//! Periodic task scheduler
// Copyright 2025 Francisco F. Pinochet
//
// Licensed under the Apache License, Version 2.0 (the "License");
// you may not use this file except in compliance with the License.
// You may obtain a copy of the License at
//
//     http://www.apache.org/licenses/LICENSE-2.0
//
// Unless required by applicable law or agreed to in writing, software
// distributed under the License is distributed on an "AS IS" BASIS,
// WITHOUT WARRANTIES OR CONDITIONS OF ANY KIND, either express or implied.
// See the License for the specific language governing permissions and
// limitations under the License.


use cinecore_types::{TaskEnvelope, TaskName};
use std::sync::Arc;
use std::time::Duration;
use tokio::task::JoinHandle;
use tokio::time::MissedTickBehavior;
use tokio_util::sync::CancellationToken;
use tracing::{debug, error, info};

use crate::traits::TaskQueue;

/// One recurring task
#[derive(Debug, Clone, PartialEq, Eq)]
pub struct ScheduleEntry {
    pub name: TaskName,
    pub interval: Duration,
}

/// Enqueues argument-less tasks on fixed intervals
#[derive(Debug, Clone, Default)]
pub struct PeriodicScheduler {
    entries: Vec<ScheduleEntry>,
}

impl PeriodicScheduler {
    pub fn new() -> Self {
        Self::default()
    }

    /// Add a task; a zero interval leaves it disabled
    pub fn every(mut self, name: TaskName, interval: Duration) -> Self {
        if interval.is_zero() {
            info!(task = %name, "Periodic task disabled");
        } else {
            self.entries.push(ScheduleEntry { name, interval });
        }
        self
    }

    pub fn entries(&self) -> &[ScheduleEntry] {
        &self.entries
    }

    /// Spawn one ticker per entry. The first run happens one interval
    /// after start.
    pub fn spawn(
        self,
        queue: Arc<dyn TaskQueue>,
        shutdown: CancellationToken,
    ) -> Vec<JoinHandle<()>> {
        self.entries
            .into_iter()
            .map(|entry| {
                let queue = Arc::clone(&queue);
                let shutdown = shutdown.clone();
                tokio::spawn(async move {
                    let mut ticker = tokio::time::interval(entry.interval);
                    ticker.set_missed_tick_behavior(MissedTickBehavior::Skip);
                    ticker.tick().await;

                    info!(
                        task = %entry.name,
                        interval_secs = entry.interval.as_secs(),
                        "Periodic task scheduled"
                    );

                    loop {
                        tokio::select! {
                            _ = shutdown.cancelled() => break,
                            _ = ticker.tick() => {
                                enqueue_tick(queue.as_ref(), entry.name).await;
                            }
                        }
                    }
                    debug!(task = %entry.name, "Periodic task stopped");
                })
            })
            .collect()
    }
}

async fn enqueue_tick(queue: &dyn TaskQueue, name: TaskName) {
    let task = match TaskEnvelope::new(name, serde_json::json!({})) {
        Ok(task) => task,
        Err(e) => {
            error!(task = %name, error = %e, "Failed to build periodic task");
            return;
        }
    };
    match queue.enqueue(task).await {
        Ok(task_id) => debug!(task = %name, task_id = %task_id, "Periodic task enqueued"),
        Err(e) => error!(task = %name, error = %e, "Failed to enqueue periodic task"),
    }
}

_ _ _ _

_What this task involves_
Your answer should hold the line with "Ok(task_id) => debug!(task" and each line after it to the end of the data, retyped exactly. Include no other lines.

_Output of the exercise_
        Ok(task_id) => debug!(task = %name, task_id = %task_id, "Periodic task enqueued"),
        Err(e) => error!(task = %name, error = %e, "Failed to enqueue periodic task"),
    }
}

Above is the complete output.